Automatically associated channels: Nav1.8

Title: Point mutations in homology domain II modify the sensitivity of rat Nav1.8 sodium channels to the pyrethroid insecticide cismethrin.

Authors: D M Soderlun, S H Lee

Journal, date & volume: Neurotoxicology, 2001 Dec , 22, 755-65

PubMed link: http://www.ncbi.nlm.nih.gov/pubmed/11829409

Abstract
Two point mutations in homology domain II of the housefly Vsscl voltage-sensitive sodium channel subunit, M918T and L1014F are associated with resistance to pyrethroid insecticides and reduce the pyrethroid sensitivity of Vsscl sodium channels expressed in Xenopus laevis oocytes. To assess the impact of these residues as determinants of pyrethroid sensitivity in another sequence context, we mutated the corresponding positions of the rat pyrethroid-sensitive, TTX-resistant peripheral nerve sodium channel (rNav1.8; also called SNS or PN3) and determined the sensitivity of native and mutated channels expressed in Xenopus oocytes to the pyrethroid insecticide cismethrin.
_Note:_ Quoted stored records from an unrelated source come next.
//! Documents, shard key patterns and shard key values.

use std::fmt::Display;

use serde::{Deserialize, Serialize};
use serde_json::Value;

use crate::status::ErrorCode;

/// A document as seen by the write path. Only shard key extraction looks inside it.
pub type Document = serde_json::Map<String, Value>;

pub const ID_FIELD: &str = "_id";

#[derive(Debug, thiserror::Error, Clone, PartialEq, Eq)]
pub enum ShardKeyError {
    #[error("shard key field '{field}' cannot be an array")]
    ArrayValue { field: String },

    #[error("shard key field '{field}' has unsupported value {value}")]
    UnsupportedValue { field: String, value: String },

    #[error("shard key pattern must have at least one field")]
    EmptyPattern,
}

impl ShardKeyError {
    pub fn code(&self) -> ErrorCode {
        match self {
            Self::ArrayValue { .. } | Self::UnsupportedValue { .. } => ErrorCode::ShardKeyNotFound,
            Self::EmptyPattern => ErrorCode::InvalidOptions,
        }
    }
}

/// One component of a shard key value, ordered the same way for every collection: no collation
/// ever applies to shard keys.
#[derive(Debug, Clone, PartialEq, Eq, PartialOrd, Ord, Hash, Serialize, Deserialize)]
pub enum KeyPart {
    MinKey,
    Null,
    Int(i64),
    Str(String),
    Bool(bool),
    MaxKey,
}

impl KeyPart {
    fn from_value(field: &str, value: &Value) -> Result<Self, ShardKeyError> {
        match value {
            Value::Null => Ok(Self::Null),
            Value::Bool(b) => Ok(Self::Bool(*b)),
            Value::String(s) => Ok(Self::Str(s.clone())),
            Value::Number(n) => n.as_i64().map(Self::Int).ok_or_else(|| {
                ShardKeyError::UnsupportedValue {
                    field: field.to_string(),
                    value: n.to_string(),
                }
            }),
            Value::Array(_) => Err(ShardKeyError::ArrayValue {
                field: field.to_string(),
            }),
            Value::Object(_) => Err(ShardKeyError::UnsupportedValue {
                field: field.to_string(),
                value: value.to_string(),
            }),
        }
    }
}

impl Display for KeyPart {
    fn fmt(&self, f: &mut std::fmt::Formatter<'_>) -> std::fmt::Result {
        match self {
            Self::MinKey => f.write_str("MinKey"),
            Self::Null => f.write_str("null"),
            Self::Int(i) => write!(f, "{i}"),
            Self::Str(s) => write!(f, "\"{s}\""),
            Self::Bool(b) => write!(f, "{b}"),
            Self::MaxKey => f.write_str("MaxKey"),
        }
    }
}

impl From<i64> for KeyPart {
    fn from(value: i64) -> Self {
        Self::Int(value)
    }
}

impl From<&str> for KeyPart {
    fn from(value: &str) -> Self {
        Self::Str(value.to_string())
    }
}

/// A point in shard key space, compared component by component.
#[derive(Debug, Clone, PartialEq, Eq, PartialOrd, Ord, Hash, Serialize, Deserialize)]
pub struct ShardKeyValue(Vec<KeyPart>);

impl ShardKeyValue {
    pub fn new(parts: impl IntoIterator<Item = KeyPart>) -> Self {
        Self(parts.into_iter().collect())
    }

    pub fn parts(&self) -> &[KeyPart] {
        &self.0
    }
}

impl Display for ShardKeyValue {
    fn fmt(&self, f: &mut std::fmt::Formatter<'_>) -> std::fmt::Result {
        f.write_str("{ ")?;
        for (i, p) in self.0.iter().enumerate() {
            if i > 0 {
                f.write_str(", ")?;
            }
            p.fmt(f)?;
        }
        f.write_str(" }")
    }
}

/// Identifies a document for a migration destination: the shard key fields plus `_id`.
#[derive(Debug, Clone, PartialEq, Eq, Serialize, Deserialize)]
pub struct DocumentKey(Document);

impl DocumentKey {
    pub fn as_document(&self) -> &Document {
        &self.0
    }

    pub fn id(&self) -> Option<&Value> {
        self.0.get(ID_FIELD)
    }
}

/// Ordered list of (possibly dotted) field paths making up a collection's shard key.
#[derive(Debug, Clone, PartialEq, Eq, Hash, Serialize, Deserialize)]
pub struct ShardKeyPattern {
    fields: Vec<String>,
}

impl ShardKeyPattern {
    pub fn new(fields: impl IntoIterator<Item = impl Into<String>>) -> Result<Self, ShardKeyError> {
        let fields: Vec<String> = fields.into_iter().map(Into::into).collect();
        if fields.is_empty() {
            return Err(ShardKeyError::EmptyPattern);
        }
        Ok(Self { fields })
    }

    pub fn fields(&self) -> &[String] {
        &self.fields
    }

    pub fn global_min(&self) -> ShardKeyValue {
        ShardKeyValue(vec![KeyPart::MinKey; self.fields.len()])
    }

    pub fn global_max(&self) -> ShardKeyValue {
        ShardKeyValue(vec![KeyPart::MaxKey; self.fields.len()])
    }

    /// Extract the shard key value of a full document or of a document key. Missing fields
    /// extract as `null`.
    pub fn extract_shard_key_from_doc(
        &self,
        doc: &Document,
    ) -> Result<ShardKeyValue, ShardKeyError> {
        self.fields
            .iter()
            .map(|field| match get_path(doc, field) {
                Some(v) => KeyPart::from_value(field, v),
                None => Ok(KeyPart::Null),
            })
            .collect::<Result<Vec<_>, _>>()
            .map(ShardKeyValue)
    }

    pub fn extract_shard_key_from_document_key(
        &self,
        key: &DocumentKey,
    ) -> Result<ShardKeyValue, ShardKeyError> {
        self.extract_shard_key_from_doc(&key.0)
    }

    /// Build the document key of `doc`, keyed by the dotted field names of the pattern.
    pub fn document_key(&self, doc: &Document) -> DocumentKey {
        let mut key = Document::new();
        for field in &self.fields {
            if let Some(v) = get_path(doc, field) {
                key.insert(field.clone(), v.clone());
            }
        }
        if let Some(id) = doc.get(ID_FIELD) {
            key.insert(ID_FIELD.to_string(), id.clone());
        }
        DocumentKey(key)
    }
}

impl Display for ShardKeyPattern {
    fn fmt(&self, f: &mut std::fmt::Formatter<'_>) -> std::fmt::Result {
        write!(f, "{{ {}: 1 }}", self.fields.join(": 1, "))
    }
}

/// Look up a dotted path. A literal key containing dots (as stored in a document key) wins over
/// descending into sub-documents.
fn get_path<'a>(doc: &'a Document, path: &str) -> Option<&'a Value> {
    if let Some(v) = doc.get(path) {
        return Some(v);
    }
    let (head, rest) = path.split_once('.')?;
    match doc.get(head)? {
        Value::Object(sub) => get_path(sub, rest),
        _ => None,
    }
}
The rNav1.8 channel, like other vertebrate sodium channel isoforms, contains a conserved isoleucine residue at sequence position 780 that aligns with the conserved methionine at position 918 of Vsscl and other insect sodium channels. Channels mutated to contain methionine at position 780 (1780M) exhibited enhanced sensitivity to cismethrin and larger decay constants for pyrethroid-modified channel states. In contrast, the mutation corresponding to M918Tin the Vssc1 channel (1780T) profoundly decreased the cismethrin sensitivity of expressed channels. Insertion of the mutation corresponding to L1014F (L879F in rNav1.8) reduced the cismethrin sensitivity of channels having either isoleucine or methionine at position 780, whereas channels containing the 1780T/L879F double mutation were insensitive to this insecticide. Mutations at Ile780 and Leu879 also modified the voltage dependence of rNav1.8 channels, but these effects were not related to changes in pyrethroid sensitivity. These results confirm the importance of residues in homology domain II as fundamental determinants of the pyrethroid sensitivity of sodium channels.